Through the front windows, I saw swaying silhouettes in various party postures--drinks to mouths, hand on someone's shoulder, heads cocked back in an exaggeration of ecstatic laughter. Right before I crossed Lexington Avenue, into the arc of Mortimer's halo, I checked myself. Over a black camisole and a short black lace skirt, I wore a sheer black blouse with a gold shimmer that I'd bought at a SoHo boutique. On my feet were a pair of Manolo Blahnik pumps borrowed from a friend who worked for Anne Klein. I counted my blessings that I had a fashion industry friend who was my exact size.

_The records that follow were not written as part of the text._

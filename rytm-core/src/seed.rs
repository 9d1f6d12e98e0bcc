//! Seed history for replayable randomness.
//!
//! Every probability roll on a channel is drawn from an RNG that was reseeded
//! from one 16-bit seed held in a small ring. Walking the read cursor back and
//! forth replays old decisions bit for bit; stepping past the newest seed (the
//! frontier) mints a fresh, unpredictable one and commits it to the ring.

use std::time::{SystemTime, UNIX_EPOCH};

use rand::rngs::StdRng;
use rand::{Rng, SeedableRng};

/// Capacity of the seed ring.
pub const SEED_BUFFER_LEN: usize = 8;

/// Source of unpredictable values used when minting at the frontier.
pub trait EntropySource {
    fn entropy(&mut self) -> u64;
}

/// Wall-clock microseconds.
#[derive(Debug, Clone, Copy, Default)]
pub struct WallClock;

impl EntropySource for WallClock {
    fn entropy(&mut self) -> u64 {
        SystemTime::now()
            .duration_since(UNIX_EPOCH)
            .map(|d| d.as_micros() as u64)
            .unwrap_or(0)
    }
}

#[derive(Debug, Clone)]
pub struct SeedSequencer<E: EntropySource = WallClock> {
    buffer: [u16; SEED_BUFFER_LEN],
    read_index: usize,
    /// Slot the next minted seed is written to.
    write_index: usize,
    length: usize,
    rng: StdRng,
    entropy: E,
    stream: u64,
}

impl<E: EntropySource> SeedSequencer<E> {
    /// Create a sequencer holding one freshly minted seed.
    ///
    /// `stream` decorrelates sequencers created from the same entropy reading.
    pub fn new(mut entropy: E, stream: u64) -> Self {
        let rng = StdRng::seed_from_u64(mix(entropy.entropy(), stream));
        let mut seq = Self {
            buffer: [0; SEED_BUFFER_LEN],
            read_index: 0,
            write_index: 0,
            length: 0,
            rng,
            entropy,
            stream,
        };
        seq.new_random_seed();
        seq
    }

    /// Draw a seed from the current source, commit it at the write slot and
    /// reseed from it. The read cursor moves onto the new seed.
    pub fn new_random_seed(&mut self) {
        let seed: u16 = self.rng.gen();
        self.buffer[self.write_index] = seed;
        self.read_index = self.write_index;
        self.write_index = (self.write_index + 1) % SEED_BUFFER_LEN;
        if self.length < SEED_BUFFER_LEN {
            self.length += 1;
        }
        self.reseed();
    }

    /// Step forward through history, minting a new seed at the frontier.
    pub fn next_seed(&mut self) {
        if self.read_index == self.newest_index() {
            let fresh = mix(self.entropy.entropy(), self.stream);
            self.rng = StdRng::seed_from_u64(fresh);
            self.new_random_seed();
        } else {
            self.read_index = (self.read_index + 1) % SEED_BUFFER_LEN;
        }
    }

    /// Step back through history. Returns false at the oldest retained seed.
    pub fn prev_seed(&mut self) -> bool {
        if self.read_index == self.oldest_index() {
            return false;
        }
        self.read_index = (self.read_index + SEED_BUFFER_LEN - 1) % SEED_BUFFER_LEN;
        true
    }

    pub fn seed(&self) -> u16 {
        self.buffer[self.read_index]
    }

    /// Reseed the RNG from the seed under the cursor.
    pub fn reseed(&mut self) {
        self.rng = StdRng::seed_from_u64(self.seed() as u64);
    }

    /// RNG for rolls bound to the current history position.
    pub fn rng(&mut self) -> &mut StdRng {
        &mut self.rng
    }

    pub fn read_index(&self) -> usize {
        self.read_index
    }

    pub fn write_index(&self) -> usize {
        self.write_index
    }

    pub fn len(&self) -> usize {
        self.length
    }

    pub fn is_empty(&self) -> bool {
        self.length == 0
    }

    /// Whether the cursor sits on the most recently minted seed.
    pub fn at_frontier(&self) -> bool {
        self.read_index == self.newest_index()
    }

    fn newest_index(&self) -> usize {
        (self.write_index + SEED_BUFFER_LEN - 1) % SEED_BUFFER_LEN
    }

    fn oldest_index(&self) -> usize {
        (self.write_index + SEED_BUFFER_LEN - self.length) % SEED_BUFFER_LEN
    }
}

fn mix(entropy: u64, stream: u64) -> u64 {
    entropy ^ stream.wrapping_mul(0x9E37_79B9_7F4A_7C15)
}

Once I made my way through the door and into the bright light, I grabbed a glass of wine and began to circulate. I saw socialite Anne Slater, sitting at the bar in her famous -blue--tinted glasses, and thought that she must have been Anna Wintour's role model for sunglass ubiquity. I noticed Martha Stewart and publishing executives I could identify from Page Six. Two women whose skin was pulled tightly over their yesterday's-deb bone structure were gushing over the man who was the reason for this gathering, Dominick Dunne, who I noted was much shorter than I expected. It was May 1990 and the party was to celebrate the publication of his novel, An Inconvenient Woman.
As much as I enjoyed star watching, I was actually there to work--eavesdrop really. I was profiling the woman behind the event--a distinguished party planner named Nancy Kahan who had a track record of pulling off the most over-the-top publishing events in the city. I caught up with her and watched her in full schmooze for a while, then I had to race off to a French restaurant called Pierre's in Greenwich Village, around the corner from where I'd once lived.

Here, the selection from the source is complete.